Leaders d’opinion
Arrêtez de blâmer les données. Commencez à corriger vos objectifs

L’IA apprend de nous. Et nous sommes biaisés.
Parce que l’IA est formée à partir de contenus générés principalement par des humains, elle capte nos biais et les intègre. C’est pourquoi la plupart des conversations sur les biais de l’IA se concentrent sur les mauvaises données. Des déchets entrants, des déchets sortants. Assez simple. Mais même avec des données propres, les biais s’infiltrent encore.
Un problème plus subtil et souvent négligé est le biais objectif. Il est moins visible qu’un problème de jeu de données et constitue l’un des plus grands défis pour l’utilisation de l’IA orientée client.
Dans cet article, je vais examiner ce à quoi ressemble le biais objectif dans le cadre de l’expérience client (CX), pourquoi cela compte et ce que les marques peuvent vraiment faire à ce sujet.
Définition du biais objectif
Le biais objectif ne concerne pas les données défectueuses. Il s’agit d’une intention défectueuse. L’IA fait exactement ce qu’on lui dit de faire, et si on lui dit de maximiser les revenus, elle le fera – même si cela signifie nuire à la relation avec le client.

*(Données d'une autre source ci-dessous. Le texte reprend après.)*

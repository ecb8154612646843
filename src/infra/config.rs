//! Configuration loading from TOML files
//!
//! Config file is selected via:
//! 1. --config <path> command line argument
//! 2. CONFIG_FILE environment variable
//! 3. Default: config/dev.toml

use crate::domain::types::Contestant;
use anyhow::Context;
use serde::Deserialize;
use std::env;
use std::fs;
use std::path::Path;

#[derive(Debug, Clone, Deserialize)]
pub struct ContestConfig {
    /// Unique contest identifier (e.g. "nationals-day1")
    #[serde(default = "default_contest_id")]
    pub id: String,
    /// Path to the route definition JSON
    #[serde(default = "default_route_file")]
    pub route_file: String,
}

impl Default for ContestConfig {
    fn default() -> Self {
        Self { id: default_contest_id(), route_file: default_route_file() }
    }
}

fn default_contest_id() -> String {
    "contest".to_string()
}

fn default_route_file() -> String {
    "routes/demo.json".to_string()
}

#[derive(Debug, Clone, Deserialize)]
pub struct ListenerConfig {
    /// Enable the TCP report listener
    #[serde(default = "default_listener_enabled")]
    pub enabled: bool,
    /// Report listener TCP port
    #[serde(default = "default_listener_port")]
    pub port: u16,
}

impl Default for ListenerConfig {
    fn default() -> Self {
        Self { enabled: default_listener_enabled(), port: default_listener_port() }
    }
}

fn default_listener_enabled() -> bool {
    true
}

fn default_listener_port() -> u16 {
    25410
}

#[derive(Debug, Clone, Deserialize)]
pub struct EgressConfig {
    /// File path for score update egress (JSONL format)
    #[serde(default = "default_egress_file")]
    pub file: String,
    /// Egress channel buffer size
    #[serde(default = "default_egress_buffer")]
    pub buffer: usize,
}

impl Default for EgressConfig {
    fn default() -> Self {
        Self { file: default_egress_file(), buffer: default_egress_buffer() }
    }
}

fn default_egress_file() -> String {
    "scores.jsonl".to_string()
}

fn default_egress_buffer() -> usize {
    1000
}

#[derive(Debug, Clone, Deserialize)]
pub struct MetricsConfig {
    #[serde(default = "default_metrics_interval")]
    pub interval_secs: u64,
}

impl Default for MetricsConfig {
    fn default() -> Self {
        Self { interval_secs: default_metrics_interval() }
    }
}

fn default_metrics_interval() -> u64 {
    10
}

#[derive(Debug, Clone, Deserialize)]
pub struct SessionConfig {
    /// Grace period after finished-by before a contestant worker stops
    #[serde(default = "default_session_grace_secs")]
    pub grace_secs: u64,
    /// Per-contestant report channel buffer size
    #[serde(default = "default_report_buffer")]
    pub report_buffer: usize,
}

impl Default for SessionConfig {
    fn default() -> Self {
        Self { grace_secs: default_session_grace_secs(), report_buffer: default_report_buffer() }
    }
}

fn default_session_grace_secs() -> u64 {
    300
}

fn default_report_buffer() -> usize {
    256
}

#[derive(Debug, Clone, Deserialize)]
pub struct ReplayConfig {
    /// Virtual clock speed factor for historical replay (1.0 = real time)
    #[serde(default = "default_replay_speed")]
    pub speed_factor: f64,
}

impl Default for ReplayConfig {
    fn default() -> Self {
        Self { speed_factor: default_replay_speed() }
    }
}

fn default_replay_speed() -> f64 {
    10.0
}

#[derive(Debug, Clone, Deserialize)]
pub struct TomlConfig {
    #[serde(default)]
    pub contest: ContestConfig,
    #[serde(default)]
    pub listener: ListenerConfig,
    #[serde(default)]
    pub egress: EgressConfig,
    #[serde(default)]
    pub metrics: MetricsConfig,
    #[serde(default)]
    pub session: SessionConfig,
    #[serde(default)]
    pub replay: ReplayConfig,
    #[serde(default)]
    pub contestants: Vec<Contestant>,
}

/// Main configuration struct used throughout the application
#[derive(Debug, Clone)]
pub struct Config {
    contest_id: String,
    route_file: String,
    listener_enabled: bool,
    listener_port: u16,
    egress_file: String,
    egress_buffer: usize,
    metrics_interval_secs: u64,
    session_grace_secs: u64,
    report_buffer: usize,
    replay_speed_factor: f64,
    contestants: Vec<Contestant>,
    config_file: String,
}

impl Default for Config {
    fn default() -> Self {
        Self {
            contest_id: default_contest_id(),
            route_file: default_route_file(),
            listener_enabled: true,
            listener_port: default_listener_port(),
            egress_file: default_egress_file(),
            egress_buffer: default_egress_buffer(),
            metrics_interval_secs: default_metrics_interval(),
            session_grace_secs: default_session_grace_secs(),
            report_buffer: default_report_buffer(),
            replay_speed_factor: default_replay_speed(),
            contestants: Vec::new(),
            config_file: "default".to_string(),
        }
    }
}

impl Config {
    /// Determine config file path from args or environment
    pub fn resolve_config_path(args: &[String]) -> String {
        // Check for --config argument
        for (i, arg) in args.iter().enumerate() {
            if arg == "--config" {
                if let Some(path) = args.get(i + 1) {
                    return path.clone();
                }
            }
            if let Some(path) = arg.strip_prefix("--config=") {
                return path.to_string();
            }
        }

        // Check CONFIG_FILE environment variable
        if let Ok(path) = env::var("CONFIG_FILE") {
            return path;
        }

        // Default to dev.toml
        "config/dev.toml".to_string()
    }

    /// Load configuration from a TOML file
    pub fn from_file<P: AsRef<Path>>(path: P) -> anyhow::Result<Self> {
        let path = path.as_ref();
        let content = fs::read_to_string(path)
            .with_context(|| format!("Failed to read config file {}", path.display()))?;

        let toml_config: TomlConfig = toml::from_str(&content)
            .with_context(|| format!("Failed to parse config file {}", path.display()))?;

        Ok(Self {
            contest_id: toml_config.contest.id,
            route_file: toml_config.contest.route_file,
            listener_enabled: toml_config.listener.enabled,
            listener_port: toml_config.listener.port,
            egress_file: toml_config.egress.file,
            egress_buffer: toml_config.egress.buffer,
            metrics_interval_secs: toml_config.metrics.interval_secs,
            session_grace_secs: toml_config.session.grace_secs,
            report_buffer: toml_config.session.report_buffer,
            replay_speed_factor: toml_config.replay.speed_factor,
            contestants: toml_config.contestants,
            config_file: path.display().to_string(),
        })
    }

    /// Load configuration - tries TOML file first, falls back to defaults
    pub fn load_from_path<P: AsRef<Path>>(path: P) -> Self {
        match Self::from_file(&path) {
            Ok(config) => config,
            Err(e) => {
                eprintln!("Warning: {}. Using defaults.", e);
                Self::default()
            }
        }
    }

    /// Load configuration from command line args / environment
    pub fn load(args: &[String]) -> Self {
        Self::load_from_path(Self::resolve_config_path(args))
    }

    // Getters for all config fields
    pub fn contest_id(&self) -> &str {
        &self.contest_id
    }

    pub fn route_file(&self) -> &str {
        &self.route_file
    }

    pub fn listener_enabled(&self) -> bool {
        self.listener_enabled
    }

    pub fn listener_port(&self) -> u16 {
        self.listener_port
    }

    pub fn egress_file(&self) -> &str {
        &self.egress_file
    }

    pub fn egress_buffer(&self) -> usize {
        self.egress_buffer
    }

    pub fn metrics_interval_secs(&self) -> u64 {
        self.metrics_interval_secs
    }

    pub fn session_grace_secs(&self) -> u64 {
        self.session_grace_secs
    }

    pub fn report_buffer(&self) -> usize {
        self.report_buffer
    }

    pub fn replay_speed_factor(&self) -> f64 {
        self.replay_speed_factor
    }

    pub fn contestants(&self) -> &[Contestant] {
        &self.contestants
    }

    pub fn config_file(&self) -> &str {
        &self.config_file
    }

    /// Builder method for tests to set the egress file
    #[cfg(test)]
    pub fn with_egress_file(mut self, file: &str) -> Self {
        self.egress_file = file.to_string();
        self
    }

    /// Builder method for tests to set contestants
    #[cfg(test)]
    pub fn with_contestants(mut self, contestants: Vec<Contestant>) -> Self {
        self.contestants = contestants;
        self
    }
}
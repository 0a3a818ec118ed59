use std::{collections::HashSet, fmt, marker::PhantomData, rc::Rc};

use tracing::debug;

use crate::{
    id::{DEFAULT_STORE_NAME, STORE_SLICE},
    registry::SliceRecord,
    selector::AsSelectorRef,
    store::{ErasedReducer, StoreBinding},
    validate, ActionRecord, ActionType, Error, Registry, SelectorRef, StoreState, Value,
};


type Reducer<S> = Rc<dyn Fn(&mut S, &ActionRecord) -> Result<(), Error>>;

/// Action type to reducer mapping of one slice.
pub struct ReducerTable<S> {
    entries: Vec<(ActionType, Reducer<S>)>,
}

impl<S: 'static> ReducerTable<S> {
    pub fn new() -> Self {
        Self {
            entries: Vec::new(),
        }
    }

    /// Adds a reducer that mutates a clone of the slice state.
    pub fn on(self, action_type: &ActionType, f: impl Fn(&mut S, &ActionRecord) + 'static) -> Self {
        self.try_on(action_type, move |s, a| {
            f(s, a);
            Ok(())
        })
    }

    /// Adds a fallible reducer. On error the commit is discarded.
    pub fn try_on(
        mut self,
        action_type: &ActionType,
        f: impl Fn(&mut S, &ActionRecord) -> Result<(), Error> + 'static,
    ) -> Self {
        self.entries.push((action_type.clone(), Rc::new(f)));
        self
    }
    pub fn len(&self) -> usize {
        self.entries.len()
    }
    pub fn is_empty(&self) -> bool {
        self.entries.is_empty()
    }
}
impl<S: 'static> Default for ReducerTable<S> {
    fn default() -> Self {
        Self::new()
    }
}

fn erase<S: Clone + 'static>(reducer: Reducer<S>) -> ErasedReducer {
    Rc::new(move |value: &Value, record: &ActionRecord| {
        let Some(state) = value.downcast_ref::<S>() else {
            panic!(
                "slice `{}` is not `{}`",
                record.slice_name(),
                std::any::type_name::<S>()
            );
        };
        let mut next = state.clone();
        reducer(&mut next, record)?;
        Ok(Rc::new(next) as Value)
    })
}

/// Everything `create_slice` needs for one slice.
pub struct SliceBuilder<S> {
    name: String,
    store: Option<String>,
    initial: S,
    reducers: ReducerTable<S>,
    selectors: Vec<SelectorRef>,
    no_handler: Vec<ActionType>,
}

impl<S: Clone + 'static> SliceBuilder<S> {
    pub fn new(name: &str, initial: S) -> Self {
        Self {
            name: name.to_owned(),
            store: None,
            initial,
            reducers: ReducerTable::new(),
            selectors: Vec::new(),
            no_handler: Vec::new(),
        }
    }
    pub fn with_default(name: &str) -> Self
    where
        S: Default,
    {
        Self::new(name, S::default())
    }
    pub fn store(mut self, store: &str) -> Self {
        self.store = Some(store.to_owned());
        self
    }
    pub fn on(
        mut self,
        action_type: &ActionType,
        f: impl Fn(&mut S, &ActionRecord) + 'static,
    ) -> Self {
        self.reducers = self.reducers.on(action_type, f);
        self
    }
    pub fn try_on(
        mut self,
        action_type: &ActionType,
        f: impl Fn(&mut S, &ActionRecord) -> Result<(), Error> + 'static,
    ) -> Self {
        self.reducers = self.reducers.try_on(action_type, f);
        self
    }

    /// Appends every entry of `table`.
    pub fn reducers(mut self, table: ReducerTable<S>) -> Self {
        self.reducers.entries.extend(table.entries);
        self
    }

    /// Claims a selector registered against this slice or the store level.
    pub fn selector(mut self, selector: &impl AsSelectorRef) -> Self {
        self.selectors.push(selector.selector_ref());
        self
    }

    /// Exempts `action_type` from the handler coverage check.
    pub fn no_handler(mut self, action_type: &ActionType) -> Self {
        self.no_handler.push(action_type.clone());
        self
    }
}

/// A created slice.
pub struct SliceHandle<S> {
    name: Rc<str>,
    binding: StoreBinding,
    _phantom: PhantomData<fn() -> S>,
}

impl<S: 'static> SliceHandle<S> {
    pub fn name(&self) -> &str {
        &self.name
    }
    pub fn store_name(&self) -> &str {
        self.binding.name()
    }

    /// This slice's state in `state`.
    ///
    /// Returns `None` if `state` was not committed by this slice's store.
    pub fn get(&self, state: &StoreState) -> Option<Rc<S>> {
        if !self.binding.get().ok()?.owns(state) {
            return None;
        }
        state.slice_rc(&self.name)
    }

    /// This slice's state in the store's current state.
    pub fn current(&self) -> Result<Rc<S>, Error> {
        let store = self.binding.get()?;
        self.get(&store.get_state()).ok_or_else(|| Error::MissingSliceState {
            store: store.name().to_owned(),
            slice: self.name.to_string(),
        })
    }
}
impl<S> Clone for SliceHandle<S> {
    fn clone(&self) -> Self {
        Self {
            name: self.name.clone(),
            binding: self.binding.clone(),
            _phantom: PhantomData,
        }
    }
}
impl<S> fmt::Debug for SliceHandle<S> {
    fn fmt(&self, f: &mut fmt::Formatter<'_>) -> fmt::Result {
        write!(f, "SliceHandle({}.{})", self.binding.name(), self.name)
    }
}

impl Registry {
    /// Creates a slice after checking its handlers cover exactly its actions
    /// and that it claims exactly its selectors.
    pub fn create_slice<S: Clone + 'static>(
        &self,
        builder: SliceBuilder<S>,
    ) -> Result<SliceHandle<S>, Error> {
        let store = builder.store.as_deref().unwrap_or(DEFAULT_STORE_NAME);
        let slice = builder.name.as_str();
        let mut data = self.data_mut();
        validate::open_store(&data, store)?;
        validate::open_slice(&data, store, slice)?;

        let mut handled = HashSet::new();
        for (action_type, _) in &builder.reducers.entries {
            validate::handler(&data, action_type, store, slice)?;
            if !handled.insert(action_type.clone()) {
                return Err(Error::DuplicateHandler(action_type.clone()));
            }
        }
        for action_type in &builder.no_handler {
            validate::handler(&data, action_type, store, slice)?;
        }
        for (id, entry) in data.actions_of(store) {
            if id.slice != slice {
                continue;
            }
            let covered = entry
                .types
                .iter()
                .any(|t| handled.contains(t) || builder.no_handler.contains(t));
            if !covered {
                return Err(Error::MissingHandler(id.clone()));
            }
        }

        let mut claimed = HashSet::new();
        for r in &builder.selectors {
            if r.is_import() {
                return Err(Error::ImportedSelector(r.id().clone()));
            }
            let Some(entry) = data.selectors.get(r.id()) else {
                return Err(Error::UnknownSelector(r.id().clone()));
            };
            let id = r.id();
            if id.store != store || (id.slice != slice && id.slice != STORE_SLICE) {
                return Err(Error::ForeignSelector {
                    selector: id.clone(),
                    store: store.to_owned(),
                    slice: slice.to_owned(),
                });
            }
            if let Some(owner) = &entry.claimed_by {
                return Err(Error::SelectorAlreadyClaimed {
                    selector: id.clone(),
                    slice: owner.clone(),
                });
            }
            if !claimed.insert(id.clone()) {
                return Err(Error::DuplicateSelector(id.clone()));
            }
        }
        for (id, _) in data.selectors_of(store) {
            if id.slice == slice && !claimed.contains(id) {
                return Err(Error::MissingSelector(id.clone()));
            }
        }

        for id in &claimed {
            if let Some(entry) = data.selectors.get_mut(id) {
                entry.claimed_by = Some(slice.to_owned());
            }
        }
        let record = SliceRecord {
            initial: Rc::new(builder.initial),
            reducers: builder
                .reducers
                .entries
                .into_iter()
                .map(|(t, r)| (t, erase(r)))
                .collect(),
        };
        data.slices
            .insert((store.to_owned(), slice.to_owned()), record);
        let binding = data.binding(store);
        debug!(store, slice, "create slice");
        Ok(SliceHandle {
            name: slice.into(),
            binding,
            _phantom: PhantomData,
        })
    }
}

Prenez Delta Air Lines. Ils ont récemment annoncé un tarification basé sur l’IA conçu pour déterminer le montant maximum que le consommateur est prêt à payer. C’est un exemple parfait de biais objectif. Le système n’est pas conçu pour vous aider à trouver une bonne affaire. Il est conçu pour augmenter la conversion et réduire les coûts opérationnels.
Disons que vous réservez un voyage à Paris. Vous voulez le meilleur tarif, mais le système veut la meilleure marge. L’IA peut vous proposer un vol à 800 $ lorsque l’on peut en trouver un à 400 $. Non pas parce que l’IA est incorrecte, mais parce qu’elle fait son travail.
Ce n’est pas exactement le type de personnalisation que les consommateurs réclament…
Pourquoi c’est inévitable
Le biais objectif est un reflet des valeurs, de la culture et des priorités de votre marque. Il est intégré dans le tissu de votre IA. La véritable question est, dans quelle direction penche-t-il ? Favorise-t-il les objectifs du client ou les objectifs de revenus ?
Différentes équipes, régions et cultures ont des mentalités différentes et formeront le modèle d’IA de manière différente. Si les ventes prennent les rênes, il penchera vers la conversion. Si le groupe CX est en charge, il peut être mieux aligné sur le service et les économies.
Même architecture, résultats différents.
La solution n’est pas d’éliminer complètement les biais – c’est de les orienter dans la bonne direction. Biaissez votre IA pour la loyauté à long terme, et non pour les gains à court terme.
Les conséquences d’une IA mal alignée
Le plus grand risque que les marques encourent lorsqu’il s’agit de biais objectif est la perte de confiance.
Les clients sont déjà dégoûtés des interactions de marque génériques et non pertinentes. Lorsque l’IA rend ces expériences pires, cela les frustre et les aliène.
Si les grands modèles de langage (LLM) sont formés à partir de données biaisées et basées sur des hypothèses, ils produiront des réponses impersonnelles. En conséquence, les clients se sentiront comme si la marque ne se souciait pas d’eux. Ils peuvent acheter de vous aujourd’hui, mais sont moins susceptibles de rester fidèles à votre marque à long terme.
L’expérience est maintenant le moteur de la loyauté. De nombreux clients sont même prêts à payer plus pour cela. Alors, lorsque l’IA tente de vous vendre un produit à haute valeur qui ne correspond pas à leurs besoins, ils le remarquent. Ils optent out. Ils ne reviennent pas.
Le problème de l’IA agente
Ce risque augmente lorsqu’on examine l’IA agente.
L’IA agente est conçue pour agir de manière autonome. Elle peut effectuer des flux de travail multétapes sans intervention humaine. Mais si la logique de l’IA est défectueuse ou la formation est mal alignée, les dégâts s’accroissent.
Les experts s’accordent pour dire que l’IA agente a encore un long chemin à parcourir. En fait, un rapport récent montre que même si presque tous les directeurs financiers connaissent l’IA agente, seulement 15 % l’envisagent sérieusement. Les données correspondantes indiquent que la capacité à surveiller et à prévenir les biais de manière précise était un obstacle clé à l’adoption.
La plupart des systèmes agents ont encore du mal avec l’ambiguïté, la mémoire persistante et la responsabilité. C’est une combinaison dangereuse lorsqu’il n’y a pas de moyen clair de diagnostiquer ou de corriger les erreurs ou les biais au fur et à mesure qu’ils se produisent.
Les marques ne devraient pas rester sur la touche, mais elles doivent avancer de manière stratégique.